## WHAT IS REQUIRED
Work through the data below and give the number of lines holding the word "together", without any other text.

EXTRACTED RECORDS below:

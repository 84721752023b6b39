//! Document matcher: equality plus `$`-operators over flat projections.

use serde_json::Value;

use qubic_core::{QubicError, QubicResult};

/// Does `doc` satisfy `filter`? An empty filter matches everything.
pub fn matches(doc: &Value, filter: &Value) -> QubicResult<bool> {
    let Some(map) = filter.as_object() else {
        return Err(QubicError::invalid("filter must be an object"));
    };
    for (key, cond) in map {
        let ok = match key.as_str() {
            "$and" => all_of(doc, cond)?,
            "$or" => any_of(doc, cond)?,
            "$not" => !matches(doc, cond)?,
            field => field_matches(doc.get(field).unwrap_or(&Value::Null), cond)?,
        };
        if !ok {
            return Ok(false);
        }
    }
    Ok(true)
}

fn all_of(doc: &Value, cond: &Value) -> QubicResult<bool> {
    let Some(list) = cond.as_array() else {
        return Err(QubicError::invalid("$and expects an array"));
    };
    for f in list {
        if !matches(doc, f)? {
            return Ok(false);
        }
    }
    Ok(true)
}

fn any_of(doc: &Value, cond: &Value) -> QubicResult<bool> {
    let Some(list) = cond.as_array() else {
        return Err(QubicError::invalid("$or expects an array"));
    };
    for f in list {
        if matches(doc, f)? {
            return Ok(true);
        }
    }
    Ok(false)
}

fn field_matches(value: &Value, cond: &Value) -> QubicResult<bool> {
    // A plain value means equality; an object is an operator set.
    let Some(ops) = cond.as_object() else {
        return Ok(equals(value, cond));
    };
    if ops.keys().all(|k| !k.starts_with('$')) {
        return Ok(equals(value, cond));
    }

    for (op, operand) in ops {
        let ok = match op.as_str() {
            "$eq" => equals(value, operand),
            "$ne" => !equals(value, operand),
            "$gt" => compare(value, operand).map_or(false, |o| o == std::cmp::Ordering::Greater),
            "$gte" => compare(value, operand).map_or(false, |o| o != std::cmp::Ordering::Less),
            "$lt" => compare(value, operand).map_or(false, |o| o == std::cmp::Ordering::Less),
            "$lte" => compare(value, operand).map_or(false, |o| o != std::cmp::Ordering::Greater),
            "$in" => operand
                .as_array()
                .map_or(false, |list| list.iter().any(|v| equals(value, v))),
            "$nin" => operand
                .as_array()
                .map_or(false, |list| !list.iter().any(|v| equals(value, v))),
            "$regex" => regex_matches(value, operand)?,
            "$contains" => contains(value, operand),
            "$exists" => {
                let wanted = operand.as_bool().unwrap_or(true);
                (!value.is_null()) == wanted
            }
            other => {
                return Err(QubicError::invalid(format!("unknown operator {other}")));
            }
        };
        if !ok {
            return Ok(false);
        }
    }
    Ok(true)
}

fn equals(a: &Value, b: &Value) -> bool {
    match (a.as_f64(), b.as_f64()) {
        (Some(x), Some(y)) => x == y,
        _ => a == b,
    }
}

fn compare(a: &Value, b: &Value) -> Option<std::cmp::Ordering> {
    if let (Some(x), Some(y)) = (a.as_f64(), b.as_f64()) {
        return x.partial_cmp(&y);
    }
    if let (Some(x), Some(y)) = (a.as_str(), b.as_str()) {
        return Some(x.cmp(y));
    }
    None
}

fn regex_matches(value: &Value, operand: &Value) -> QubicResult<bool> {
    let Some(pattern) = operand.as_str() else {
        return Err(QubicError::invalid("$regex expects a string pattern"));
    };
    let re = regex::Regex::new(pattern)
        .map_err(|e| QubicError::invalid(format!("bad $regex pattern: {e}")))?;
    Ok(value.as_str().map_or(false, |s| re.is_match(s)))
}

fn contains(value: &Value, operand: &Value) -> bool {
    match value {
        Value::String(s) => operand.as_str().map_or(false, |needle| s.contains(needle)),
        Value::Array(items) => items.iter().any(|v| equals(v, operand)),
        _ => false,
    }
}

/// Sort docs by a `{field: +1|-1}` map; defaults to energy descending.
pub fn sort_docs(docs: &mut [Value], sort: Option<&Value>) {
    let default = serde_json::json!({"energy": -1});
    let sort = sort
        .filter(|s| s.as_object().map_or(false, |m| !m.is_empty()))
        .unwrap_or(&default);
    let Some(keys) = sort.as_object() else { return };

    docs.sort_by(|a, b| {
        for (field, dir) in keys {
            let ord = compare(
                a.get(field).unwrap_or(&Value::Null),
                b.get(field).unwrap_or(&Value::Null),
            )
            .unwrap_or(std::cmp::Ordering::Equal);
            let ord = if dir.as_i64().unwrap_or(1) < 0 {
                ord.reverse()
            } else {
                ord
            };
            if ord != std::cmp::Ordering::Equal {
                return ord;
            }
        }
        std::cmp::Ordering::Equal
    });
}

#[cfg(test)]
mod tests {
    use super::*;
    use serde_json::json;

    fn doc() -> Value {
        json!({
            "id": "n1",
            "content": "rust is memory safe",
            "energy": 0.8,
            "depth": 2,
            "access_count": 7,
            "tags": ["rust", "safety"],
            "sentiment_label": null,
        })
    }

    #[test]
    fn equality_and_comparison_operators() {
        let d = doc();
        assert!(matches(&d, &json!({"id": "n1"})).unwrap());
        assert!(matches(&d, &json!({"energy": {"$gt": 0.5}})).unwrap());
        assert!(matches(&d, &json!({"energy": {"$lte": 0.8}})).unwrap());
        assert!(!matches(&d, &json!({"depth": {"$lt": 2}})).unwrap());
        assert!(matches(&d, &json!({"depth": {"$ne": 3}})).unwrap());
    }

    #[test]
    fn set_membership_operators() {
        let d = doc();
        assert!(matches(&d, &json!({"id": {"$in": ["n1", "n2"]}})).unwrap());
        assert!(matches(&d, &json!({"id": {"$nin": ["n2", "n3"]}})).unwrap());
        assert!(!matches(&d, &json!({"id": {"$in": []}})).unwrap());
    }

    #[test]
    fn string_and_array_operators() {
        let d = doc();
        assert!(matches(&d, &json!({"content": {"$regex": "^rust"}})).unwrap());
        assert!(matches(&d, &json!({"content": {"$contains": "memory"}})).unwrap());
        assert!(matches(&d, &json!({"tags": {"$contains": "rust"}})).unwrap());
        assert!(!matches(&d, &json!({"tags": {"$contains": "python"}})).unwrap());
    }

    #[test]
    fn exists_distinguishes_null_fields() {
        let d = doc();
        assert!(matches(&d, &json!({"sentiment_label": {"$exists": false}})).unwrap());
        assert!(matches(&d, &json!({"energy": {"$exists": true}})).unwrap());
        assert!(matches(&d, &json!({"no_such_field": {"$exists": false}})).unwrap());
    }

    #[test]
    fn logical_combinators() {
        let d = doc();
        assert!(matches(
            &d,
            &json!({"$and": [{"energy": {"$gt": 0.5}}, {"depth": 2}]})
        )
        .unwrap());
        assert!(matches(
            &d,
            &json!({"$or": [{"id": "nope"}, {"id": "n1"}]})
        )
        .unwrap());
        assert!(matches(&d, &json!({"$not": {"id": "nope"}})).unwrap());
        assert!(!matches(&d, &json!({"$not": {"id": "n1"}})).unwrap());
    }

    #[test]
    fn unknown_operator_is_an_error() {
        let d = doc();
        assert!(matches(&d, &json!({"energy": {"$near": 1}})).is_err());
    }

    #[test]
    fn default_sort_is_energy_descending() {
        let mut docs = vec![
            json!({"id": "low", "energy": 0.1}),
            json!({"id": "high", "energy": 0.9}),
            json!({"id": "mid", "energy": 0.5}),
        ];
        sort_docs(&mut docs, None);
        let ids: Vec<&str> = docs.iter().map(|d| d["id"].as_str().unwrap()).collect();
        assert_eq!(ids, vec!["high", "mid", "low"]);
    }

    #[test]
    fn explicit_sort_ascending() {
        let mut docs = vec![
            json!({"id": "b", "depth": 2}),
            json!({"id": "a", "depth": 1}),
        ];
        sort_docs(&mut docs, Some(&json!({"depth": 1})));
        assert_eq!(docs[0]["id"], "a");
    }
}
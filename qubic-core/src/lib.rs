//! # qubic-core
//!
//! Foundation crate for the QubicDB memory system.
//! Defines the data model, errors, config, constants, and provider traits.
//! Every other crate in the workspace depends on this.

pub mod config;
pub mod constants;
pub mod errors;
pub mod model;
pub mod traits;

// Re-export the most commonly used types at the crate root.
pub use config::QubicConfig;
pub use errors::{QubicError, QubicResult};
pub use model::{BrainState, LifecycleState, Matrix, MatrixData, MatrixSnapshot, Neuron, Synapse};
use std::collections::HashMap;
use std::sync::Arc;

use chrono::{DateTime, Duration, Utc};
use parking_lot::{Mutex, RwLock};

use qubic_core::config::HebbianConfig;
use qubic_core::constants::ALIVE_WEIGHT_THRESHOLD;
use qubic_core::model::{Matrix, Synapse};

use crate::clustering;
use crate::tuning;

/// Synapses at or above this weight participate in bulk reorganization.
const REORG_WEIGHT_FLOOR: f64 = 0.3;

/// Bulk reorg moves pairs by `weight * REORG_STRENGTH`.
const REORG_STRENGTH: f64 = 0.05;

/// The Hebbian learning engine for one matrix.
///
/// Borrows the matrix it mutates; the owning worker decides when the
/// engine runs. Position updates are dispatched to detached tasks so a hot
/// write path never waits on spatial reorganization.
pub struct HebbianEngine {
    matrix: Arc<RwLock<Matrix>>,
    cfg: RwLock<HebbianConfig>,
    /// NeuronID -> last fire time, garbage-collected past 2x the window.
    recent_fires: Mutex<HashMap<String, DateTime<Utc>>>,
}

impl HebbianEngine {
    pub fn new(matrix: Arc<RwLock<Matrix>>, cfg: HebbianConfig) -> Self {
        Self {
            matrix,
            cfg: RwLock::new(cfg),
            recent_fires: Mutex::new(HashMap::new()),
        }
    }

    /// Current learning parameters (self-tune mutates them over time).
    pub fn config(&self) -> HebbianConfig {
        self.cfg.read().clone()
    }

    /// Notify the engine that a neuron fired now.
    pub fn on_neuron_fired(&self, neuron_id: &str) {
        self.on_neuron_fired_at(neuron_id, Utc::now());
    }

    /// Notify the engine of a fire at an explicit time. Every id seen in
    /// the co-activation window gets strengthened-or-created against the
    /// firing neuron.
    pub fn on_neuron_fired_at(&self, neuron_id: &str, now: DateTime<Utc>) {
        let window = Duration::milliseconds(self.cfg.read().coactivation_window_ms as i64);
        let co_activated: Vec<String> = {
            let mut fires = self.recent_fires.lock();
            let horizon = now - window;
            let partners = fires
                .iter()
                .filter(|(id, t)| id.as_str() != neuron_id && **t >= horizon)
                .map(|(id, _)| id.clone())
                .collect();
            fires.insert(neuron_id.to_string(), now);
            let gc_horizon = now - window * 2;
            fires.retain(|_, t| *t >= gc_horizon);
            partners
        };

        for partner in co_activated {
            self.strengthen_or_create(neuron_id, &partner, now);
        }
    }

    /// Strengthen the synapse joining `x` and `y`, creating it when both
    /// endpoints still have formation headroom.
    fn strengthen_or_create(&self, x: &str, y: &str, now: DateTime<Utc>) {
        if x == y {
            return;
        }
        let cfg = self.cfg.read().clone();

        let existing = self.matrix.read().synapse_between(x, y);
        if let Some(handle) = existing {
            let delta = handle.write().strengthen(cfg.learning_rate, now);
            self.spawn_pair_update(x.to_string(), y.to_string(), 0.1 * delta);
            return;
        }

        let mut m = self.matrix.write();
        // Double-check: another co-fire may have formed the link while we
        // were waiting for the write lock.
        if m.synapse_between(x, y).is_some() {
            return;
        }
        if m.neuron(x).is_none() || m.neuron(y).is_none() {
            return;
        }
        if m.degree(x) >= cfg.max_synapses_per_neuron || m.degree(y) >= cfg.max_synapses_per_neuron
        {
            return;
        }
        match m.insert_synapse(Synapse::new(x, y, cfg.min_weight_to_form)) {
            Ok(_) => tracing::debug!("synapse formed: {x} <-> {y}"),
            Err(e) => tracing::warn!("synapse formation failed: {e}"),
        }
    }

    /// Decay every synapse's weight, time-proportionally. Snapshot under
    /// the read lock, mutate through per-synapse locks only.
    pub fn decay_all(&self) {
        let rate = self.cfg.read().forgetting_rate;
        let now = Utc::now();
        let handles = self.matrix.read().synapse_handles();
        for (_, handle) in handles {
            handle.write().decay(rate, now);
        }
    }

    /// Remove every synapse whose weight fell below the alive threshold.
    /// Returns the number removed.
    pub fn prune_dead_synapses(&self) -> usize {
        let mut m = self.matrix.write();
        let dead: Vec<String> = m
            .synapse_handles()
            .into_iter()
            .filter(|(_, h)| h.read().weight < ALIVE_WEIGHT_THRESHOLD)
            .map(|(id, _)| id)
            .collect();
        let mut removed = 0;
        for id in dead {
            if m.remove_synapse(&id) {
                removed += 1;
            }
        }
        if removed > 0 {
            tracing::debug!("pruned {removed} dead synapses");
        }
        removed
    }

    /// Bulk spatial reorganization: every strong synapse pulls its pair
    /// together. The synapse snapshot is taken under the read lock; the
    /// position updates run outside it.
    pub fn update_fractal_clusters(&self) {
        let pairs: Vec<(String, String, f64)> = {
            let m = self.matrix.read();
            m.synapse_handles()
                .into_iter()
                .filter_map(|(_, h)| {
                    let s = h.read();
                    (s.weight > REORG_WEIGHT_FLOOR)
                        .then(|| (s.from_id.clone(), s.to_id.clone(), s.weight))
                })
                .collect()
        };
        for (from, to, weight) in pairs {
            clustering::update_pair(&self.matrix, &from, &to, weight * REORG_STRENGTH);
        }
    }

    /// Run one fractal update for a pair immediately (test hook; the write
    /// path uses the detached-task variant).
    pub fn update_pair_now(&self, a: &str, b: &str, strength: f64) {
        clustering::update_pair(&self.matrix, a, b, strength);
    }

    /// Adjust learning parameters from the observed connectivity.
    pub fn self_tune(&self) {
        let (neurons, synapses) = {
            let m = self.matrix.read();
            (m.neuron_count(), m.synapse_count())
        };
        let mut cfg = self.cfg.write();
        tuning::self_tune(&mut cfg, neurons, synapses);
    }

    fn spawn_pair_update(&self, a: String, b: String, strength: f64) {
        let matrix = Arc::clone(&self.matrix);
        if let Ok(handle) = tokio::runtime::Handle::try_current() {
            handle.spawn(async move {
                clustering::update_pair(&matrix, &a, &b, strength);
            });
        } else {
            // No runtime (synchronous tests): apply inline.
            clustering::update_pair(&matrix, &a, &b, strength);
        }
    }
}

End of EXTRACTED RECORDS.
EXTRACTED RECORDS below:

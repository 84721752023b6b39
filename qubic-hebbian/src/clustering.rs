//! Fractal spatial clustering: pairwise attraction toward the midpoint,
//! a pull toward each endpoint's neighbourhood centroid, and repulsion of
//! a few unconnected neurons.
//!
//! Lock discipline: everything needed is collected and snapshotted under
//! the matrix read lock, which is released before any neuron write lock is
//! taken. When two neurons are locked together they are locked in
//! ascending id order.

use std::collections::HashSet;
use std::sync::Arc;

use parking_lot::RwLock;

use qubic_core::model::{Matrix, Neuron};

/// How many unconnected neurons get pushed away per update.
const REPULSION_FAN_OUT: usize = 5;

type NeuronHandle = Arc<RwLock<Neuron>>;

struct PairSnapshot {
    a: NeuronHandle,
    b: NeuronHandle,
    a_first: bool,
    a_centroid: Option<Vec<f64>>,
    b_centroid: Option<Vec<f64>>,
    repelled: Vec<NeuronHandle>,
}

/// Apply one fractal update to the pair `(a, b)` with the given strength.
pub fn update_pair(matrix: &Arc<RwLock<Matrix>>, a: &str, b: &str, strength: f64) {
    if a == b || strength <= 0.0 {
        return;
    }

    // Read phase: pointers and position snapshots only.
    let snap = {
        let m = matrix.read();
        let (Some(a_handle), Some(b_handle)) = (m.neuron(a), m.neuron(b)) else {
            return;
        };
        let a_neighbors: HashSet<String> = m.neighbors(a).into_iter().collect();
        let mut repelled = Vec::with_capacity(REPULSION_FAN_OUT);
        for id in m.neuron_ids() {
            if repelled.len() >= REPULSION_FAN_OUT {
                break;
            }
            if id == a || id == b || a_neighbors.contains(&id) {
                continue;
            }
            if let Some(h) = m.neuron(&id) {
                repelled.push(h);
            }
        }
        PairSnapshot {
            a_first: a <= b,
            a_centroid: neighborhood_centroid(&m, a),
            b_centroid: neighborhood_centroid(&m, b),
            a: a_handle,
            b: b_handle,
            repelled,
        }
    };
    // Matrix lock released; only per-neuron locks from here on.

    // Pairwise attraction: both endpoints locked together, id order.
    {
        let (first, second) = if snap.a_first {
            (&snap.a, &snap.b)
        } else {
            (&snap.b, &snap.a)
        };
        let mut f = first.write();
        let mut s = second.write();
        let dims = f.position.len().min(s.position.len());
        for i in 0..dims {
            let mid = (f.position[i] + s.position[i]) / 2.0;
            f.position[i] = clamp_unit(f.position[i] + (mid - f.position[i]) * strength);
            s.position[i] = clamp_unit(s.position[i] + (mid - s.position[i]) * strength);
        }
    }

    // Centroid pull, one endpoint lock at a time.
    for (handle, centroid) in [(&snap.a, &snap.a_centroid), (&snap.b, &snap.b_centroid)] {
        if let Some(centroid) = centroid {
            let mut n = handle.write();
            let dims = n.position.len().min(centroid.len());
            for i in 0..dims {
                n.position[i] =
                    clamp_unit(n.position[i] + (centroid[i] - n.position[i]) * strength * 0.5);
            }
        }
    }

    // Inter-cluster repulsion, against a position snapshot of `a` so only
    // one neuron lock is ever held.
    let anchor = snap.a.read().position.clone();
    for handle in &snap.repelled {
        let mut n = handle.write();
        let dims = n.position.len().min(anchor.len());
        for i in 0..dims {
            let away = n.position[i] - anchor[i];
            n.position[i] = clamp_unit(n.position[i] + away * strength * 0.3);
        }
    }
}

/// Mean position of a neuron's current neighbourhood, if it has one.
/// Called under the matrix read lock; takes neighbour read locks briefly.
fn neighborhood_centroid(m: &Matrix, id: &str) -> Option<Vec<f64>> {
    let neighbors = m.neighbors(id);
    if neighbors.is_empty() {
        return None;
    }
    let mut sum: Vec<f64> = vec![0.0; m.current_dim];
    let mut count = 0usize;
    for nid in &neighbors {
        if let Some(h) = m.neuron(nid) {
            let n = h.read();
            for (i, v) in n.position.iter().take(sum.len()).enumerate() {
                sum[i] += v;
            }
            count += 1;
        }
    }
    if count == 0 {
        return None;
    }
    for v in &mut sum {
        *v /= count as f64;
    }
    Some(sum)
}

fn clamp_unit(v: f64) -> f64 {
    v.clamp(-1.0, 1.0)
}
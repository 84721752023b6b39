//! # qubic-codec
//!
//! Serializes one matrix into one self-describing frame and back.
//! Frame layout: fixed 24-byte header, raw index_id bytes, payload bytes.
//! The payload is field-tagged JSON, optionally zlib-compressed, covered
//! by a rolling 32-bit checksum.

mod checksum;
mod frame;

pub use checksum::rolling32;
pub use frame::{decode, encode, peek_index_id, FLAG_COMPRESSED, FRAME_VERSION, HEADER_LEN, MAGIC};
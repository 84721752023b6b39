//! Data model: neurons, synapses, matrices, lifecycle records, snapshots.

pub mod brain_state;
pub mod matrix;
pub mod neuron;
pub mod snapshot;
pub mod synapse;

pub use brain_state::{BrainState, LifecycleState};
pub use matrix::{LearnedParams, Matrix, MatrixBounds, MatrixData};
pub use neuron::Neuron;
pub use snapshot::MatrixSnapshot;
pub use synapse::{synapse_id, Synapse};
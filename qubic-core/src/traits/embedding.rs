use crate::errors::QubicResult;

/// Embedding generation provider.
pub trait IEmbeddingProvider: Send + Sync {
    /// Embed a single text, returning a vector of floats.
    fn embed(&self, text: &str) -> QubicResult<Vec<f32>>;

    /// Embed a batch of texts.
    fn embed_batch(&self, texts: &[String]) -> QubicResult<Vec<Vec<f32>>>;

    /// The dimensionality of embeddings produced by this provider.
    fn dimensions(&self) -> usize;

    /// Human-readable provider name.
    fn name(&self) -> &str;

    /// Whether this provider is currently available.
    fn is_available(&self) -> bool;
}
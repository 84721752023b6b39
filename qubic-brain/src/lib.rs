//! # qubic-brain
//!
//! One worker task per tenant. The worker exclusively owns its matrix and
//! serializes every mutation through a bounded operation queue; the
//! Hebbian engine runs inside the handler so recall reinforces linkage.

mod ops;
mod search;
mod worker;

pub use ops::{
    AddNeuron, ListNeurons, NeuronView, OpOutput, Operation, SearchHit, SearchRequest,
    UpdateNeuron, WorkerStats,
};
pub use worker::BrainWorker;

End of EXTRACTED RECORDS.

## THE ANSWER
3